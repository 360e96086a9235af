// src/energy/anisotropy.rs
//
// On-site magnetocrystalline anisotropy.
//
// Uniaxial, for each configured (K, e) pair:
//   E_i = -K (S_i . e)^2          B_i = 2 K (S_i . e) e
// K > 0 makes e an easy axis, K < 0 an easy plane.
//
// Hexagonal: three in-plane axes at 0, 60 and 120 degrees with one
// coefficient each, same quadratic form per axis.
//
// An optional spatial modulation scales K site by site.

use std::sync::Arc;

use crate::energy::{EnergyTerm, Modulation};
use crate::lattice::Lattice;
use crate::vec3;

pub struct UniaxialAnisotropy {
    lattice: Arc<Lattice>,
    /// (K in meV, unit axis) pairs, all applied at every site.
    axes: Vec<(f64, [f64; 3])>,
    modulation: Option<Modulation>,
}

impl UniaxialAnisotropy {
    pub fn new(lattice: Arc<Lattice>, axes: Vec<(f64, [f64; 3])>) -> Self {
        Self {
            lattice,
            axes,
            modulation: None,
        }
    }

    pub fn set_modulation(&mut self, modulation: Option<Modulation>) {
        self.modulation = modulation;
    }

    fn scale_at(&self, site: usize) -> f64 {
        match &self.modulation {
            None => 1.0,
            Some(m) => m.factor(self.lattice.coords()[site]),
        }
    }
}

impl EnergyTerm for UniaxialAnisotropy {
    fn site_energy(&self, spins: &[[f64; 3]], site: usize) -> f64 {
        let f = self.scale_at(site);
        let mut e = 0.0;
        for &(k, axis) in &self.axes {
            let p = vec3::dot(spins[site], axis);
            e -= f * k * p * p;
        }
        e
    }

    fn field(&self, spins: &[[f64; 3]], site: usize) -> [f64; 3] {
        let f = self.scale_at(site);
        let mut b = [0.0; 3];
        for &(k, axis) in &self.axes {
            let p = vec3::dot(spins[site], axis);
            b = vec3::add(b, vec3::scale(axis, 2.0 * f * k * p));
        }
        b
    }

    fn label(&self) -> &str {
        "anisotropy"
    }
}

/// Three in-plane axes at 0/60/120 degrees, one coefficient each.
pub struct HexagonalAnisotropy {
    inner: UniaxialAnisotropy,
}

impl HexagonalAnisotropy {
    pub fn new(lattice: Arc<Lattice>, coefficients: [f64; 3]) -> Self {
        let axes = [0.0_f64, 60.0, 120.0]
            .iter()
            .zip(coefficients.iter())
            .map(|(&deg, &k)| {
                let a = deg.to_radians();
                (k, [a.cos(), a.sin(), 0.0])
            })
            .collect();
        Self {
            inner: UniaxialAnisotropy::new(lattice, axes),
        }
    }
}

impl EnergyTerm for HexagonalAnisotropy {
    fn site_energy(&self, spins: &[[f64; 3]], site: usize) -> f64 {
        self.inner.site_energy(spins, site)
    }

    fn field(&self, spins: &[[f64; 3]], site: usize) -> [f64; 3] {
        self.inner.field(spins, site)
    }

    fn label(&self) -> &str {
        "hexagonal_anisotropy"
    }
}

#[cfg(test)]
mod tests {
    use super::*;
    use crate::lattice::{BoundaryKind, LatticeShape, LatticeSpec};

    fn single_site() -> Arc<Lattice> {
        Arc::new(
            crate::lattice::shapes::build(&LatticeSpec {
                shape: LatticeShape::SimpleCubic,
                dims: vec![1, 1, 1],
                boundary: BoundaryKind::Open,
                coordinate_file: None,
                image_file: None,
            })
            .unwrap(),
        )
    }

    #[test]
    fn easy_axis_minimum_along_axis() {
        let a = UniaxialAnisotropy::new(single_site(), vec![(0.5, [0.0, 0.0, 1.0])]);
        let along = vec![[0.0, 0.0, 1.0]];
        let across = vec![[1.0, 0.0, 0.0]];
        assert!((a.site_energy(&along, 0) - (-0.5)).abs() < 1e-12);
        assert!(a.site_energy(&across, 0).abs() < 1e-12);
        // field restores the spin toward the axis
        let tilted = vec![crate::vec3::normalize([1.0, 0.0, 1.0]).unwrap()];
        let b = a.field(&tilted, 0);
        assert!(b[2] > 0.0 && b[0].abs() < 1e-12);
    }

    #[test]
    fn hexagonal_term_is_in_plane() {
        let h = HexagonalAnisotropy::new(single_site(), [0.3, 0.3, 0.3]);
        let up = vec![[0.0, 0.0, 1.0]];
        assert!(h.site_energy(&up, 0).abs() < 1e-12);
        assert!(h.field(&up, 0).iter().all(|c| c.abs() < 1e-12));
        // equal coefficients: in-plane energy is isotropic,
        // sum of cos^2 over the three axes is 3/2
        let x = vec![[1.0, 0.0, 0.0]];
        assert!((h.site_energy(&x, 0) - (-0.45)).abs() < 1e-12);
    }
}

Assigned task: Which lines hold the string "degrees"? Copy all of them from the data above.

Response below:
// Hexagonal: three in-plane axes at 0, 60 and 120 degrees with one
/// Three in-plane axes at 0/60/120 degrees, one coefficient each.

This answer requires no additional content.